Hearn v. Laird

Lewis, J.

The official report states the facts.

1. The case made by the pleadings involves rather complicated matters of account between the parties, and it was referred to an auditor, who made his report of the testimony introduced before him, and his conclusions or findings of fact. One ground of exception filed by the plaintiff to the report is, that it allowed defendant $262.70 more than he claimed in his answer. It appears that this item of expenditure was incurred by the defendant after he had filed his original answer, and that the defendant filed an amendment to his answer claiming generally an indebtedness to him by the plaintiff, and asking that the amount due him be determined and fixed by the court. Simply because the above item was not specifically set forth in the answer does not render a finding thereof in. favor of the defendant erroneous; especially as it does not appear that the plaintiff excepted to the admission of testimony by the auditor on this point.
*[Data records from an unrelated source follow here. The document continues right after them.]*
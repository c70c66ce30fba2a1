// src/rows/source.rs

use super::RawRow;
use crate::errors::BuildError;
use rand::Rng;
use std::time::Duration;

const USER_AGENT: &str = "listing-site-builder/0.1 (+static site pipeline)";

/// Where the listing rows come from. The pipeline only needs an ordered
/// sequence of label→text rows; failing to produce one is fatal for the
/// whole build (the previous output must stay untouched).
pub trait RowSource {
    fn fetch(&self) -> Result<Vec<RawRow>, BuildError>;
}

/// Decode a CSV export. The header record supplies the labels; each
/// subsequent record becomes one RawRow, preserving column order. Rows
/// that are entirely blank are dropped here so downstream code never sees
/// them.
fn decode_csv(data: &[u8]) -> Result<Vec<RawRow>, BuildError> {
    let mut reader = csv::ReaderBuilder::new()
        .flexible(true)
        .trim(csv::Trim::All)
        .from_reader(data);

    let headers: Vec<String> = reader
        .headers()
        .map_err(|e| BuildError::RowSource(format!("CSV header parse failed: {e}")))?
        .iter()
        .map(|h| h.trim().to_string())
        .collect();

    let mut rows = Vec::new();
    for record in reader.records() {
        let record =
            record.map_err(|e| BuildError::RowSource(format!("CSV record parse failed: {e}")))?;
        let columns = headers
            .iter()
            .zip(record.iter())
            .map(|(h, v)| (h.clone(), v.to_string()))
            .collect();
        let row = RawRow::new(columns);
        if !row.is_empty() {
            rows.push(row);
        }
    }
    Ok(rows)
}

/// Local CSV file, the zero-setup path for development.
pub struct CsvFileSource {
    path: String,
}

impl CsvFileSource {
    pub fn new(path: impl Into<String>) -> Self {
        Self { path: path.into() }
    }
}

impl RowSource for CsvFileSource {
    fn fetch(&self) -> Result<Vec<RawRow>, BuildError> {
        let data = std::fs::read(&self.path)
            .map_err(|e| BuildError::RowSource(format!("read {}: {e}", self.path)))?;
        decode_csv(&data)
    }
}

/// Published-sheet CSV fetched over HTTP (e.g. a Google Sheets
/// `output=csv` export link).
pub struct CsvHttpSource {
    url: String,
    client: reqwest::blocking::Client,
}

impl CsvHttpSource {
    pub fn new(url: impl Into<String>) -> Result<Self, BuildError> {
        let client = reqwest::blocking::Client::builder()
            .user_agent(USER_AGENT)
            .timeout(Duration::from_secs(60))
            .build()
            .map_err(|e| BuildError::RowSource(format!("HTTP client init failed: {e}")))?;
        Ok(Self {
            url: url.into(),
            client,
        })
    }

    fn try_fetch(&self) -> Result<Vec<u8>, BuildError> {
        let resp = self
            .client
            .get(&self.url)
            .send()
            .map_err(|e| BuildError::RowSource(e.to_string()))?;

        let status = resp.status();
        let bytes = resp
            .bytes()
            .map_err(|e| BuildError::RowSource(e.to_string()))?;

        if !status.is_success() {
            return Err(BuildError::RowSource(format!(
                "sheet fetch HTTP {status} from {}",
                self.url
            )));
        }
        Ok(bytes.to_vec())
    }
}

impl RowSource for CsvHttpSource {
    fn fetch(&self) -> Result<Vec<RawRow>, BuildError> {
        const MAX_ATTEMPTS: u64 = 3;
        const JITTER_MAX_SECS: u64 = 2;

        let mut last_err = None;
        for attempt in 1..=MAX_ATTEMPTS {
            match self.try_fetch() {
                Ok(data) => return decode_csv(&data),
                Err(e) => {
                    eprintln!("⚠️ Sheet fetch attempt {attempt} failed: {e}");
                    last_err = Some(e);
                    let jitter = rand::thread_rng().gen_range(0..=JITTER_MAX_SECS);
                    std::thread::sleep(Duration::from_secs(attempt + jitter));
                }
            }
        }
        Err(last_err
            .unwrap_or_else(|| BuildError::RowSource("sheet fetch retry loop failed".into())))
    }
}

#[cfg(test)]
mod tests {
    use super::*;

    #[test]
    fn decodes_header_and_rows_in_order() {
        let data = "案名,區域,價格\nA宅,西區,1200萬\nB宅,北區,980萬\n";
        let rows = decode_csv(data.as_bytes()).unwrap();
        assert_eq!(rows.len(), 2);
        assert_eq!(rows[0].get("案名"), Some("A宅"));
        assert_eq!(rows[1].get("價格"), Some("980萬"));

        let labels: Vec<&str> = rows[0].iter().map(|(k, _)| k).collect();
        assert_eq!(labels, vec!["案名", "區域", "價格"]);
    }

    #[test]
    fn blank_rows_are_dropped() {
        let data = "案名,區域\nA宅,西區\n,\n";
        let rows = decode_csv(data.as_bytes()).unwrap();
        assert_eq!(rows.len(), 1);
    }

    #[test]
    fn short_records_are_tolerated() {
        let data = "案名,區域,價格\nA宅,西區\n";
        let rows = decode_csv(data.as_bytes()).unwrap();
        assert_eq!(rows[0].get("價格"), None);
    }
}
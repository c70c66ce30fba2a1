// src/config.rs

use url::Url;

/// Site-wide settings, read once from the environment at startup.
/// Everything has a usable default so a bare `cargo run` still builds
/// a browsable site into `site/`.
#[derive(Debug, Clone)]
pub struct SiteConfig {
    pub site_title: String,
    /// Absolute site root, e.g. `https://you.github.io/house-info`.
    /// Empty means "no canonical URLs" and the sitemap falls back to
    /// relative locations.
    pub base_url: String,

    pub contact_name: String,
    pub contact_phone: String,
    pub contact_line: String,

    /// CSV export of the listings sheet. Either an `http(s)://` URL or a
    /// local file path.
    pub sheet_url: String,

    pub geocode_endpoint: String,
    pub output_dir: String,
    pub cache_file: String,
}

fn env_or(key: &str, default: &str) -> String {
    std::env::var(key)
        .map(|v| v.trim().to_string())
        .unwrap_or_else(|_| default.to_string())
}

impl SiteConfig {
    pub fn from_env() -> Self {
        Self {
            site_title: env_or("SITE_TITLE", "台中房產條件整理（找房比較頁）"),
            base_url: env_or("BASE_URL", "").trim_end_matches('/').to_string(),
            contact_name: env_or("CONTACT_NAME", "林世塏"),
            contact_phone: env_or("CONTACT_PHONE", "0938-615-351"),
            contact_line: env_or("CONTACT_LINE", "https://line.me/ti/p/FDsMyAYDv"),
            sheet_url: env_or("SHEET_URL", "listings.csv"),
            geocode_endpoint: env_or(
                "GEOCODE_ENDPOINT",
                "https://nominatim.openstreetmap.org/search",
            ),
            output_dir: env_or("OUTPUT_DIR", "site"),
            cache_file: env_or("GEOCODE_CACHE_FILE", "geocode_cache.json"),
        }
    }

    /// Absolute URL for a site-relative page path (`""` is the home page,
    /// `"foo/"` a directory-style page). Empty when no base URL is set.
    pub fn canonical(&self, path: &str) -> String {
        if self.base_url.is_empty() {
            return String::new();
        }
        let base = format!("{}/", self.base_url);
        match Url::parse(&base).and_then(|u| u.join(path.trim_start_matches('/'))) {
            Ok(url) => url.to_string(),
            Err(_) => format!("{}/{}", self.base_url, path.trim_start_matches('/')),
        }
    }
}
2. Plaintiff’s counsel contended in the argument that, under the written contract between the parties, all that was chargeable against her for building purposes was the sum stipulated in the contract. This position is at singular variance with what the plaintiff contends for and concedes in her petition ; for she offers to pay the defendant, not only for the improvements on the premises in accordance with the original plan of the house and the Hilley & Murdock contract, but also for other expenditures, where a fair and reasonable price has *276been charged for material and for work, provided the same has benefited the property to the amount of the expenditures, and if not, then pro tanto. But besides this, the agreement relied on by the plaintiff only specifies a contract made with Hilley & Murdock to complete the buildings at $1,850. It seems that Hilley & Murdock abandoned this contract without any fault of the defendant; and it was no violation of either the letter or spirit of the contract that plaintiff should account to the defendant for all improvements of value and necessity he had placed upon the lot she claimed, even though they should have amounted to more than the sum contemplated by the Hilley & Murdock contract.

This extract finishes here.